Revista Zelota — A igreja adventista te deu algum suporte ou proteção física e emocional durante esse período?
Juan Tudela — Uma das coisa que mais me dói quando eu me lembro é ter visto dentro da igreja adventista pastores apontando pessoas que não pensavam igual aos outros. Os pastores denunciavam, e militares entravam nas reuniões. Me lembro que estava numa reunião em Calama, em Antofagasta, eu era pequeno. Mas lembro que os militares entraram num culto de sábado, entraram pela porta principal, ocuparam as laterais. O oficial foi caminhando pela passagem do meio até o pastor que estava pregando naquele momento, e eles conversaram. O pastor ficou olhando pra congregação e falou “ele” e “ele”; os soldados pegaram as pessoas que o pastor apontou e levaram pra fora. Eu não me lembro do resto, não sei se não quero lembrar… Não sei se levaram, mataram eles. E eu vi isso acontecendo várias vezes. Se contava uma história que as pessoas acreditavam: que Pinochet deixava viver as pessoas que explicavam para ele as 2.300 tardes e manhãs. Obviamente isso era uma lenda urbana, de que ele tinha um apego especial por profecias. Então, a gente estudava as 2.300 tardes e manhãs, porque se a gente fosse preso tinha que explicar pro Pinochet, e aí ele deixava a gente viver. Os pastores falavam muito sobre isso. E eu vi muitos pastores sendo cúmplices desse tipo de atitude.
Revista Zelota — Eles elogiavam o regime nos púlpitos?
Juan Tudela — Não, mas existia o assunto de que “para que a igreja funcione, é preciso seguir as regras”. Isso era notório nas escolas e nas igrejas.
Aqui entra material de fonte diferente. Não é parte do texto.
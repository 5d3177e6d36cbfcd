//! Local process jobs.

use std::fs::File;
use std::io::{self, Read};
use std::sync::{Arc, Mutex, MutexGuard, PoisonError};

use nix::errno::Errno;
use nix::sys::signal::{self, Signal};
use nix::sys::wait::{waitpid, WaitStatus};
use nix::unistd::Pid;
use tokio::task::JoinHandle;
use uuid::Uuid;

use super::spawn::{self, SpawnedChild};
use super::{JobError, JobStatus, Options, StatusResult};
use crate::output::Buffer;
use crate::resources::Cgroup;

/// Exit code reported for jobs killed by stop: 128 + SIGKILL.
const KILLED_EXIT_CODE: i32 = 128 + libc::SIGKILL;

#[derive(Debug)]
struct JobState {
    status: JobStatus,
    exit_code: Option<i32>,
    /// Pid of the direct child; set only after a successful start.
    child: Option<Pid>,
    /// Pump task copying the child's merged stdio into the output buffer.
    pump: Option<JoinHandle<()>>,
}

/// Manages the lifetime of one local process, and therefore the job's
/// cgroup: once constructed with one, the job is responsible for cleaning it
/// up after the process is reaped.
#[derive(Debug)]
pub struct LocalJob {
    id: Uuid,
    command: String,
    args: Vec<String>,
    output: Arc<Buffer>,
    cgroup: Option<Cgroup>,
    no_cleanup: bool,
    state: Mutex<JobState>,
}

impl LocalJob {
    pub(super) fn new(id: Uuid, command: String, args: Vec<String>, opts: Options) -> Self {
        Self {
            id,
            command,
            args,
            output: Arc::new(Buffer::new()),
            cgroup: opts.cgroup,
            no_cleanup: opts.no_cleanup,
            state: Mutex::new(JobState {
                status: JobStatus::Submitted,
                exit_code: None,
                child: None,
                pump: None,
            }),
        }
    }

    /// The unique job identifier.
    pub fn id(&self) -> Uuid {
        self.id
    }

    /// The buffer carrying the child's merged stdout/stderr.
    pub fn output(&self) -> &Arc<Buffer> {
        &self.output
    }

    fn lock(&self) -> MutexGuard<'_, JobState> {
        self.state.lock().unwrap_or_else(PoisonError::into_inner)
    }

    /// Starts the process, transitioning the job from `Submitted` to
    /// `Running`.
    ///
    /// The child is first cloned into a new PID namespace so descendants die
    /// with the supervisor; if that fails (user namespaces disabled, seccomp
    /// policy, ...) the spawn is retried once without namespaces and a
    /// warning is logged. On failure of both attempts the job's cgroup is
    /// released and the job stays `Submitted`.
    pub fn start(&self) -> Result<(), JobError> {
        let mut state = self.lock();
        if state.status != JobStatus::Submitted {
            return Err(JobError::AlreadyStarted);
        }

        let cgroup_fd = self.cgroup.as_ref().and_then(|cg| cg.fd());
        let spawned = match spawn::spawn(&self.command, &self.args, cgroup_fd, true) {
            Ok(child) => child,
            Err(_) => match spawn::spawn(&self.command, &self.args, cgroup_fd, false) {
                Ok(child) => {
                    tracing::warn!(
                        job_id = %self.id,
                        "PID namespace unavailable, job descendants may survive if the server dies"
                    );
                    child
                }
                Err(err) => {
                    if let Some(cg) = &self.cgroup {
                        if let Err(cleanup_err) = cg.cleanup() {
                            tracing::warn!(
                                job_id = %self.id,
                                error = %cleanup_err,
                                "failed to clean up cgroup after spawn failure"
                            );
                        }
                    }
                    return Err(JobError::Spawn(err));
                }
            },
        };

        let SpawnedChild { pid, output } = spawned;
        state.child = Some(pid);
        state.pump = Some(spawn_pump(Arc::clone(&self.output), output, self.id));
        state.status = JobStatus::Running;
        Ok(())
    }

    /// The current status and exit code.
    pub fn status(&self) -> StatusResult {
        let state = self.lock();
        StatusResult {
            status: state.status,
            exit_code: state.exit_code,
        }
    }

    /// Kills the job and all of its descendants. Returns
    /// [`JobError::NotRunning`] unless the job is currently running.
    ///
    /// When a cgroup is attached, `cgroup.kill` is used: the kernel walks the
    /// group and SIGKILLs every member atomically. Without one, or if that
    /// write fails, SIGKILL goes to the negated pid, i.e. the whole process
    /// group. ESRCH from the fallback means the process won a race and exited
    /// on its own, which counts as success.
    pub fn stop(&self) -> Result<(), JobError> {
        let mut state = self.lock();
        if state.status != JobStatus::Running {
            return Err(JobError::NotRunning);
        }
        let Some(pid) = state.child else {
            return Err(JobError::NotRunning);
        };

        let mut cgroup_failed = false;
        if let Some(cg) = &self.cgroup {
            if let Err(err) = cg.kill() {
                tracing::warn!(
                    job_id = %self.id,
                    error = %err,
                    "failed to kill job via cgroup.kill, falling back to process group signal"
                );
                cgroup_failed = true;
            }
        }

        if self.cgroup.is_none() || cgroup_failed {
            match signal::kill(Pid::from_raw(-pid.as_raw()), Signal::SIGKILL) {
                Ok(()) | Err(Errno::ESRCH) => {}
                Err(errno) => return Err(JobError::Kill(errno)),
            }
        }

        state.status = JobStatus::Killed;
        state.exit_code = Some(KILLED_EXIT_CODE);
        Ok(())
    }

    /// Blocks until the process is reaped and its output is drained, then
    /// records the terminal status, closes the output buffer, and cleans up
    /// the cgroup. Runs exactly once per started job; it is the sole writer
    /// of terminal state apart from [`stop`](LocalJob::stop).
    pub async fn wait(&self) {
        let (pid, pump) = {
            let mut state = self.lock();
            (state.child, state.pump.take())
        };
        let Some(pid) = pid else {
            return;
        };

        let reaped = tokio::task::spawn_blocking(move || reap(pid)).await;

        // Drain the output pipe to EOF before closing the buffer, so
        // subscribers observe every byte the job's process tree wrote.
        if let Some(pump) = pump {
            let _ = pump.await;
        }

        {
            let mut state = self.lock();
            match reaped {
                Ok(Ok(wait_status)) => apply_wait_status(&mut state, wait_status),
                Ok(Err(errno)) => {
                    tracing::error!(job_id = %self.id, error = %errno, "failed to wait on job process");
                    if state.status != JobStatus::Killed {
                        state.status = JobStatus::Failed;
                    }
                }
                Err(join_err) => {
                    tracing::error!(job_id = %self.id, error = %join_err, "waiter task failed");
                    if state.status != JobStatus::Killed {
                        state.status = JobStatus::Failed;
                    }
                }
            }
        }

        self.output.close();

        if let Some(cg) = &self.cgroup {
            if !self.no_cleanup {
                if let Err(err) = cg.cleanup() {
                    tracing::warn!(job_id = %self.id, error = %err, "failed to clean up cgroup");
                }
            }
        }
    }
}

/// Resolves the reaped wait status into a terminal state. A job already
/// marked `Killed` by stop keeps its status and exit code: stop committed
/// the transition under the mutex first, so it wins the race with a natural
/// exit.
fn apply_wait_status(state: &mut JobState, wait_status: WaitStatus) {
    if state.status == JobStatus::Killed {
        return;
    }
    match wait_status {
        WaitStatus::Exited(_, code) => {
            state.status = if code == 0 {
                JobStatus::Success
            } else {
                JobStatus::Failed
            };
            state.exit_code = Some(code);
        }
        WaitStatus::Signaled(_, sig, _) => {
            state.status = JobStatus::Failed;
            state.exit_code = Some(128 + sig as i32);
        }
        other => {
            tracing::error!(status = ?other, "unexpected wait status for job process");
            state.status = JobStatus::Failed;
        }
    }
}

/// Blocks until the child exits, retrying interrupted waits and ignoring
/// stop/continue events.
fn reap(pid: Pid) -> Result<WaitStatus, Errno> {
    loop {
        match waitpid(pid, None) {
            Ok(status @ (WaitStatus::Exited(..) | WaitStatus::Signaled(..))) => return Ok(status),
            Ok(_) => continue,
            Err(Errno::EINTR) => continue,
            Err(errno) => return Err(errno),
        }
    }
}

/// Copies the child's merged stdio from the pipe into the output buffer
/// until EOF. EOF arrives once every process holding the write side has
/// exited, so descendants' output is captured too.
fn spawn_pump(output: Arc<Buffer>, mut pipe: File, job_id: Uuid) -> JoinHandle<()> {
    tokio::task::spawn_blocking(move || {
        let mut buf = [0u8; 4096];
        loop {
            match pipe.read(&mut buf) {
                Ok(0) => break,
                Ok(n) => {
                    // The buffer only closes early during shutdown; the rest
                    // of the stream has nowhere to go.
                    if output.write(&buf[..n]).is_err() {
                        break;
                    }
                }
                Err(err) if err.kind() == io::ErrorKind::Interrupted => continue,
                Err(err) => {
                    tracing::warn!(job_id = %job_id, error = %err, "failed to read job output");
                    break;
                }
            }
        }
    })
}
Quando eu fui sequestrado e voltei, quem me ajudou não foi a igreja adventista. A IASD se afastou de mim; ao invés de me falar “você é filho de adventista, venha cá, vou te apresentar um psicólogo, vou te levar pra ser atendido de alguma forma”, eles me julgaram e entenderam que eu tinha sido preso por fazer coisa errada. E se eu estava fazendo coisa errada, não era bom me ter na igreja. Tanto que a primeira vez que eu fui na igreja depois do sequestro, o pastor se aproximou do meu pai e falou “Sr. Pablo, seria bom que seu filho ficasse em casa. Não é bom que ele esteja aqui. Se precisar de alguma coisa da igreja, nós te levamos.” O comportamento da igreja… Acho que existia uma norma de não enfrentar a autoridade para continuar funcionando. E qualquer coisa que incomodava era melhor afastá-la para seguir funcionando. Existia a regra de que o importante era funcionar. Então, quando eu precisei de ajuda, quem me ajudou foi a Igreja Católica. A igreja católica conseguia visto pra ir pra França, Inglaterra, Austrália, Suécia… E eles conseguiam o dinheiro da passagem, te colocavam no avião, e te recepcionavam do outro lado. Eles mesmos faziam toda a documentação pra que a gente entrasse como refugiado. Eles faziam um monte de entrevistas contigo; você tinha que contar o que tinha acontecido, como tinha acontecido, e faziam uma ficha pra apresentar lá do outro lado quando você chegava.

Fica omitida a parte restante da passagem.